April 7, 2017
Written by Auson Kisanga, Health Network Programme Manager, IntraHealth International
Our team was in Tanzania’s Lake Zone to visit rural health facilities and recruit health workers like Martha to the Health Network Programme (HNP), which connects health workers to one another via mobile phones. Through a closed user group service provided by Vodacom (a leading mobile network operator in the country), participating health workers can call and send each other SMS text messages for free. They can also access key professional development websites without incurring data charges.
Throughout November 2016, our IntraHealth International HNP team drove long distances and spent long days visiting 51 hard-to-reach facilities in Geita, Shinyanga, and Simiyu regions. We met over 1,000 health workers who, like Martha, are often working with few resources and struggle to provide the care their communities need.
The region is a focal point of Tanzania’s Big Results Now! initiative (a multisectoral strategic approach adopted by the government of Tanzania to improve public services), as well as many health interventions in the country, including HNP.
But why did our team travel all the way from Dar es Salaam to these faraway facilities, instead of simply collecting the health workers’ information from the Ministry of Health or from health worker councils?
We needed to see and experience the challenges these health workers face on the ground when it comes to communication systems and access to information. We needed to meet and engage with them to hear their ideas of how HNP could serve them better.
So we talked with health facility staff (sometimes individually at their convenience, so as not to disrupt service and operations at a facility) and listened to their feedback.
We learned that health workers want a simpler way to connect with fellow practitioners, and that cost is often a major barrier.

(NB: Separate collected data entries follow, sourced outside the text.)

use axum::{
    Json,
    extract::{Path, Query, State},
};
use serde::Deserialize;
use std::sync::Arc;

use super::validation::validate_record_id;
use super::{ApiError, ApiResponse, AppState, ProjectDto};

#[derive(Deserialize)]
pub struct ListProjectsQuery {
    #[serde(default)]
    pub include_archived: bool,
}

#[derive(Deserialize)]
pub struct CreateProjectRequest {
    pub name: String,
    pub description: Option<String>,
}

#[derive(Deserialize)]
pub struct UpdateProjectRequest {
    pub name: String,
    pub description: Option<String>,
    #[serde(default)]
    pub archived: bool,
}

pub async fn list_projects(
    State(state): State<Arc<AppState>>,
    Query(query): Query<ListProjectsQuery>,
) -> Result<Json<ApiResponse<Vec<ProjectDto>>>, ApiError> {
    let projects = state.store().list_projects(query.include_archived).await?;

    Ok(Json(ApiResponse::success(
        projects.into_iter().map(ProjectDto::from).collect(),
    )))
}

pub async fn create_project(
    State(state): State<Arc<AppState>>,
    Json(payload): Json<CreateProjectRequest>,
) -> Result<Json<ApiResponse<ProjectDto>>, ApiError> {
    let project = state
        .task_service()
        .create_project(&payload.name, payload.description)
        .await?;

    Ok(Json(ApiResponse::success(ProjectDto::from(project))))
}

pub async fn update_project(
    State(state): State<Arc<AppState>>,
    Path(id): Path<i32>,
    Json(payload): Json<UpdateProjectRequest>,
) -> Result<Json<ApiResponse<ProjectDto>>, ApiError> {
    validate_record_id(id)?;

    let project = state
        .task_service()
        .update_project(id, &payload.name, payload.description, payload.archived)
        .await?;

    Ok(Json(ApiResponse::success(ProjectDto::from(project))))
}
use cadre::{Config, run};

fn main() -> anyhow::Result<()> {
    let config = Config::load()?;
    let worker_threads = config.general.worker_threads;

    let mut builder = tokio::runtime::Builder::new_multi_thread();
    builder.enable_all();

    if worker_threads > 0 {
        builder.worker_threads(worker_threads);
    }

    let runtime = builder.build()?;
    runtime.block_on(run())
}
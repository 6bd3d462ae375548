use sea_orm::entity::prelude::*;

#[derive(Clone, Debug, PartialEq, Eq, DeriveEntityModel)]
#[sea_orm(table_name = "projects")]
pub struct Model {
    #[sea_orm(primary_key)]
    pub id: i32,

    #[sea_orm(unique)]
    pub name: String,

    pub description: Option<String>,

    pub archived: bool,

    pub created_at: String,

    pub updated_at: String,
}

#[derive(Copy, Clone, Debug, EnumIter, DeriveRelation)]
pub enum Relation {
    #[sea_orm(has_many = "super::tasks::Entity")]
    Tasks,
}

impl Related<super::tasks::Entity> for Entity {
    fn to() -> RelationDef {
        Relation::Tasks.def()
    }
}

impl ActiveModelBehavior for ActiveModel {}
//! Domain service for the expense report workflow.

use chrono::NaiveDate;
use thiserror::Error;
use tracing::info;

use crate::db::Store;
use crate::domain::ExpenseStatus;
use crate::domain::events::NotificationEvent;
use crate::domain::permissions::EXPENSES_APPROVE;
use crate::entities::expense_reports;
use crate::services::Notifier;

/// Errors specific to expense operations.
#[derive(Debug, Error)]
pub enum ExpenseError {
    #[error("Expense report not found")]
    NotFound,

    #[error("Validation failed: {0}")]
    Validation(String),

    #[error("Conflict: {0}")]
    Conflict(String),

    #[error("Forbidden: {0}")]
    Forbidden(String),

    #[error("Internal error: {0}")]
    Internal(String),
}

impl From<anyhow::Error> for ExpenseError {
    fn from(err: anyhow::Error) -> Self {
        Self::Internal(err.to_string())
    }
}

#[derive(Clone)]
pub struct ExpenseService {
    store: Store,
    notifier: Notifier,
}

impl ExpenseService {
    #[must_use]
    pub const fn new(store: Store, notifier: Notifier) -> Self {
        Self { store, notifier }
    }

    /// Submits an expense report. Amounts are minor units (cents); currency
    /// falls back to the configured company default when omitted.
    pub async fn submit(
        &self,
        user_id: i32,
        user_name: &str,
        description: &str,
        amount_cents: i64,
        currency: Option<String>,
        expense_date: &str,
        default_currency: &str,
    ) -> Result<expense_reports::Model, ExpenseError> {
        if description.trim().is_empty() {
            return Err(ExpenseError::Validation(
                "Description is required".to_string(),
            ));
        }

        if amount_cents < 0 {
            return Err(ExpenseError::Validation(
                "Amount must not be negative".to_string(),
            ));
        }

        if NaiveDate::parse_from_str(expense_date, "%Y-%m-%d").is_err() {
            return Err(ExpenseError::Validation(format!(
                "'{expense_date}' is not a YYYY-MM-DD date"
            )));
        }

        let currency = match currency {
            Some(c) if !c.trim().is_empty() => c.trim().to_uppercase(),
            _ => default_currency.to_string(),
        };

        let expense = self
            .store
            .create_expense_report(
                user_id,
                description.trim(),
                amount_cents,
                &currency,
                expense_date,
            )
            .await?;

        info!(expense_id = expense.id, user_id, amount_cents, "Expense report submitted");

        self.notifier
            .notify_holders(
                EXPENSES_APPROVE,
                "expense_report",
                &format!(
                    "{user_name} submitted an expense of {}.{:02} {currency}",
                    amount_cents / 100,
                    amount_cents % 100
                ),
                Some("expense_report"),
                Some(expense.id),
            )
            .await?;

        self.notifier.broadcast(NotificationEvent::ExpenseSubmitted {
            expense_id: expense.id,
            user_id,
            user_name: user_name.to_string(),
            amount_cents,
            currency,
        });

        Ok(expense)
    }

    /// Approves or rejects a pending report.
    pub async fn decide(
        &self,
        id: i32,
        approve: bool,
        note: Option<String>,
        decided_by: i32,
        decided_by_name: &str,
    ) -> Result<expense_reports::Model, ExpenseError> {
        let expense = self
            .store
            .get_expense_report(id)
            .await?
            .ok_or(ExpenseError::NotFound)?;

        if expense.status != ExpenseStatus::Pending.as_str() {
            return Err(ExpenseError::Conflict(
                "Only pending reports can be decided".to_string(),
            ));
        }

        let status = if approve {
            ExpenseStatus::Approved
        } else {
            ExpenseStatus::Rejected
        };

        let expense = self
            .store
            .decide_expense_report(id, status, decided_by, note)
            .await?
            .ok_or(ExpenseError::NotFound)?;

        info!(expense_id = id, approve, decided_by, "Expense report decided");

        let verdict = if approve { "approved" } else { "rejected" };
        self.notifier
            .notify_user(
                expense.user_id,
                "expense_decision",
                &format!(
                    "Your expense report '{}' was {verdict} by {decided_by_name}",
                    expense.description
                ),
                Some("expense_report"),
                Some(expense.id),
            )
            .await?;

        self.notifier.broadcast(NotificationEvent::ExpenseDecided {
            expense_id: expense.id,
            user_id: expense.user_id,
            approved: approve,
            decided_by: decided_by_name.to_string(),
        });

        Ok(expense)
    }

    /// Deletes the caller's own pending report.
    pub async fn delete_own(&self, id: i32, user_id: i32) -> Result<(), ExpenseError> {
        let expense = self
            .store
            .get_expense_report(id)
            .await?
            .ok_or(ExpenseError::NotFound)?;

        if expense.user_id != user_id {
            return Err(ExpenseError::Forbidden(
                "Only the submitter can delete an expense report".to_string(),
            ));
        }

        if expense.status != ExpenseStatus::Pending.as_str() {
            return Err(ExpenseError::Conflict(
                "Only pending reports can be deleted".to_string(),
            ));
        }

        self.store.delete_expense_report(id).await?;

        info!(expense_id = id, user_id, "Expense report deleted");

        Ok(())
    }
}
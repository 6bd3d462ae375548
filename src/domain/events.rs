//! Domain events for the application.
//!
//! These events are sent via the event bus to notify clients of workflow
//! state changes. The audit listener persists every one of them; SSE
//! subscribers receive them live.

use serde::Serialize;

/// Events fanned out on the broadcast bus.
#[derive(Clone, Debug, Serialize)]
#[serde(tag = "type", content = "payload")]
pub enum NotificationEvent {
    LeaveSubmitted {
        leave_id: i32,
        user_id: i32,
        user_name: String,
        kind: String,
        business_days: i32,
    },
    LeaveDecided {
        leave_id: i32,
        user_id: i32,
        approved: bool,
        decided_by: String,
    },
    LeaveCancelled {
        leave_id: i32,
        user_id: i32,
    },

    ExpenseSubmitted {
        expense_id: i32,
        user_id: i32,
        user_name: String,
        amount_cents: i64,
        currency: String,
    },
    ExpenseDecided {
        expense_id: i32,
        user_id: i32,
        approved: bool,
        decided_by: String,
    },

    AnnouncementPublished {
        announcement_id: i32,
        title: String,
    },

    TaskAssigned {
        task_id: i32,
        title: String,
        assignee_id: i32,
    },
    TaskCompleted {
        task_id: i32,
        title: String,
    },

    ReviewSubmitted {
        review_id: i32,
        employee_id: i32,
        period: String,
    },
    ReviewAcknowledged {
        review_id: i32,
        employee_id: i32,
    },

    EmployeeCreated {
        user_id: i32,
        username: String,
    },
    EmployeeDeactivated {
        user_id: i32,
        username: String,
    },
    RoleAssigned {
        user_id: i32,
        role_name: Option<String>,
    },
    RoleMutated {
        role_id: i32,
        name: String,
        action: String,
    },

    ReminderRun {
        job: String,
        notified: i32,
    },

    Error {
        message: String,
    },
    Info {
        message: String,
    },
}
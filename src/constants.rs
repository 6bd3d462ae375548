pub mod pagination {

    pub const DEFAULT_PAGE_SIZE: u64 = 50;

    pub const MAX_PAGE_SIZE: u64 = 200;
}

pub mod notifications {

    pub const DEFAULT_LIST_LIMIT: u64 = 50;

    pub const MAX_LIST_LIMIT: u64 = 200;
}

pub mod reviews {

    pub const MIN_RATING: i32 = 1;

    pub const MAX_RATING: i32 = 5;
}
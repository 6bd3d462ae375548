//! CLI module - Command-line interface for Cadre
//!
//! This module provides a structured CLI using clap for argument parsing.

mod commands;

use clap::{Parser, Subcommand};

/// Cadre - HR Management Backend
/// Employees, leave, attendance, expenses, tasks and reviews over one API
#[derive(Parser)]
#[command(name = "cadre")]
#[command(author, version, about, long_about = None)]
pub struct Cli {
    #[command(subcommand)]
    pub command: Option<Commands>,
}

#[derive(Subcommand)]
pub enum Commands {
    /// Run the API server with the background scheduler (default)
    #[command(alias = "daemon")]
    Serve,

    /// Run one reminder and retention sweep, then exit
    #[command(alias = "check")]
    Sweep,

    /// Create default config file
    Init,

    /// Reset an account's password
    ResetPassword {
        /// Username of the account
        username: String,

        /// New password; a random one is generated and printed when omitted
        #[arg(long)]
        password: Option<String>,
    },
}

pub use commands::*;
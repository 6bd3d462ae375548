pub mod api;
pub mod cli;
pub mod config;
pub mod constants;
pub mod db;
pub mod domain;
pub mod entities;
pub mod scheduler;
pub mod services;
pub mod state;

use std::sync::Arc;
use tokio::signal;

use anyhow::Context;
use clap::Parser;
pub use config::Config;
use scheduler::Scheduler;
use state::SharedState;
use tracing::{error, info};
use tracing_subscriber::EnvFilter;

pub async fn run() -> anyhow::Result<()> {
    let config = Config::load()?;
    config.validate()?;

    let prometheus_handle = if config.observability.metrics_enabled {
        use metrics_exporter_prometheus::PrometheusBuilder;
        let builder = PrometheusBuilder::new();
        let handle = builder
            .install_recorder()
            .context("Failed to install Prometheus recorder")?;
        Some(handle)
    } else {
        None
    };

    use tracing_subscriber::{layer::SubscriberExt, util::SubscriberInitExt};

    let env_filter = EnvFilter::try_from_default_env()
        .unwrap_or_else(|_| EnvFilter::new(&config.general.log_level));

    let fmt_layer = tracing_subscriber::fmt::layer();

    let registry = tracing_subscriber::registry()
        .with(env_filter)
        .with(fmt_layer);

    if config.observability.loki_enabled {
        let url = url::Url::parse(&config.observability.loki_url).context("Invalid Loki URL")?;

        let mut builder = tracing_loki::builder();
        for (key, value) in &config.observability.loki_labels {
            builder = builder.label(key, value)?;
        }

        let (layer, task) = builder.build_url(url)?;

        tokio::spawn(task);

        registry.with(layer).init();
        info!(
            "Loki logging initialized at {}",
            config.observability.loki_url
        );
    } else {
        registry.init();
    }

    let args = cli::Cli::parse();

    match args.command {
        Some(cli::Commands::Sweep) => cli::cmd_sweep(&config).await,

        Some(cli::Commands::Init) => cli::cmd_init(),

        Some(cli::Commands::ResetPassword { username, password }) => {
            cli::cmd_reset_password(&config, &username, password).await
        }

        Some(cli::Commands::Serve) | None => run_daemon(config, prometheus_handle).await,
    }
}

async fn run_daemon(
    config: Config,
    prometheus_handle: Option<metrics_exporter_prometheus::PrometheusHandle>,
) -> anyhow::Result<()> {
    info!(
        "Cadre v{} starting in daemon mode...",
        env!("CARGO_PKG_VERSION")
    );

    let server_enabled = config.server.enabled;
    let port = config.server.port;
    let scheduler_config = config.scheduler.clone();

    let shared = Arc::new(SharedState::new(config).await?);
    let api_state = api::create_app_state(Arc::clone(&shared), prometheus_handle).await?;

    let scheduler = Scheduler::new(Arc::clone(&shared), scheduler_config);
    let scheduler_handle = tokio::spawn(async move {
        if let Err(e) = scheduler.start().await {
            error!("Scheduler error: {}", e);
        }
    });

    let server_handle: Option<tokio::task::JoinHandle<()>> = if server_enabled {
        info!("Starting API server on port {}", port);

        let app = api::router(api_state).await;
        let addr = format!("0.0.0.0:{port}");
        let listener = tokio::net::TcpListener::bind(&addr).await?;

        Some(tokio::spawn(async move {
            info!("API server running at http://{addr}");
            if let Err(e) = axum::serve(listener, app).await {
                error!("API server error: {}", e);
            }
        }))
    } else {
        None
    };

    info!("Daemon running. Press Ctrl+C to stop.");

    match signal::ctrl_c().await {
        Ok(()) => {
            info!("Shutdown signal received");
        }
        Err(e) => {
            error!("Error listening for shutdown: {}", e);
        }
    }

    scheduler_handle.abort();
    if let Some(handle) = server_handle {
        handle.abort();
    }
    info!("Daemon stopped");

    Ok(())
}
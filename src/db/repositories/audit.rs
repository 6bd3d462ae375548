use crate::entities::{audit_logs, prelude::*};
use anyhow::Result;
use sea_orm::{
    ColumnTrait, DatabaseConnection, EntityTrait, PaginatorTrait, QueryFilter, QueryOrder, Set,
};

pub struct AuditRepository {
    conn: DatabaseConnection,
}

impl AuditRepository {
    #[must_use]
    pub const fn new(conn: DatabaseConnection) -> Self {
        Self { conn }
    }

    pub async fn add(
        &self,
        event_type: &str,
        level: &str,
        message: &str,
        details: Option<String>,
    ) -> Result<()> {
        let active_model = audit_logs::ActiveModel {
            event_type: Set(event_type.to_string()),
            level: Set(level.to_string()),
            message: Set(message.to_string()),
            details: Set(details),
            created_at: Set(chrono::Utc::now().to_rfc3339()),
            ..Default::default()
        };

        AuditLogs::insert(active_model).exec(&self.conn).await?;
        Ok(())
    }

    pub async fn get_entries(
        &self,
        page: u64,
        page_size: u64,
        level_filter: Option<String>,
        event_type_filter: Option<String>,
    ) -> Result<(Vec<audit_logs::Model>, u64)> {
        let mut query = AuditLogs::find().order_by_desc(audit_logs::Column::CreatedAt);

        if let Some(level) = level_filter {
            query = query.filter(audit_logs::Column::Level.eq(level));
        }

        if let Some(event_type) = event_type_filter {
            query = query.filter(audit_logs::Column::EventType.contains(event_type));
        }

        let paginator = query.paginate(&self.conn, page_size);
        let total_pages = paginator.num_pages().await?;
        let items = paginator.fetch_page(page.saturating_sub(1)).await?;

        Ok((items, total_pages))
    }

    pub async fn clear(&self) -> Result<()> {
        AuditLogs::delete_many().exec(&self.conn).await?;
        Ok(())
    }

    /// Entries are timestamped RFC 3339 in UTC, so a string cutoff
    /// compares correctly.
    pub async fn prune_before(&self, cutoff_rfc3339: &str) -> Result<u64> {
        let result = AuditLogs::delete_many()
            .filter(audit_logs::Column::CreatedAt.lt(cutoff_rfc3339))
            .exec(&self.conn)
            .await?;

        Ok(result.rows_affected)
    }
}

We also learned that many were excited to have access to the Global Health eLearning center, which will allow them to foster their technical skills at their own convenience and without incurring data charge. But they also want the courses and certifications offered there to be recognized by the nursing council as part of their mandatory continuing professional development. That is something we can work on going forward.
Throughout the month, regional and district medical officers helped spread the news about the program and signed up health workers from districts and facilities that we were not able to visit. We gave them blank registration forms and they returned them, all filled in. Their guidance and support helped a great deal in shaping our approach and in recruiting new health workers to HNP.
In the end, 693 health workers chose to become new HNP members, 501 (or 72%) of them nurses.
A health worker in charge at the Shinyanga regional hospital told us: “We have allocated TZS 50,000 [about US$22] for airtime top up per month for the facility mobile number, and oftentimes the amount is not enough. HNP will help us to avoid the cost and use the money for something else.”
The journey made me understand real health workers’ working environments and needs, especially in Tanzania’s rural areas. The experience and lesson learnt will serve as useful reference in our ongoing efforts to deliver value to our country’s health workers and contribute to better health care for all Tanzanians.
The Global Health eLearning center is a partnership of the US Agency for International Development and the Knowledge for Health project, for which IntraHealth is a partner.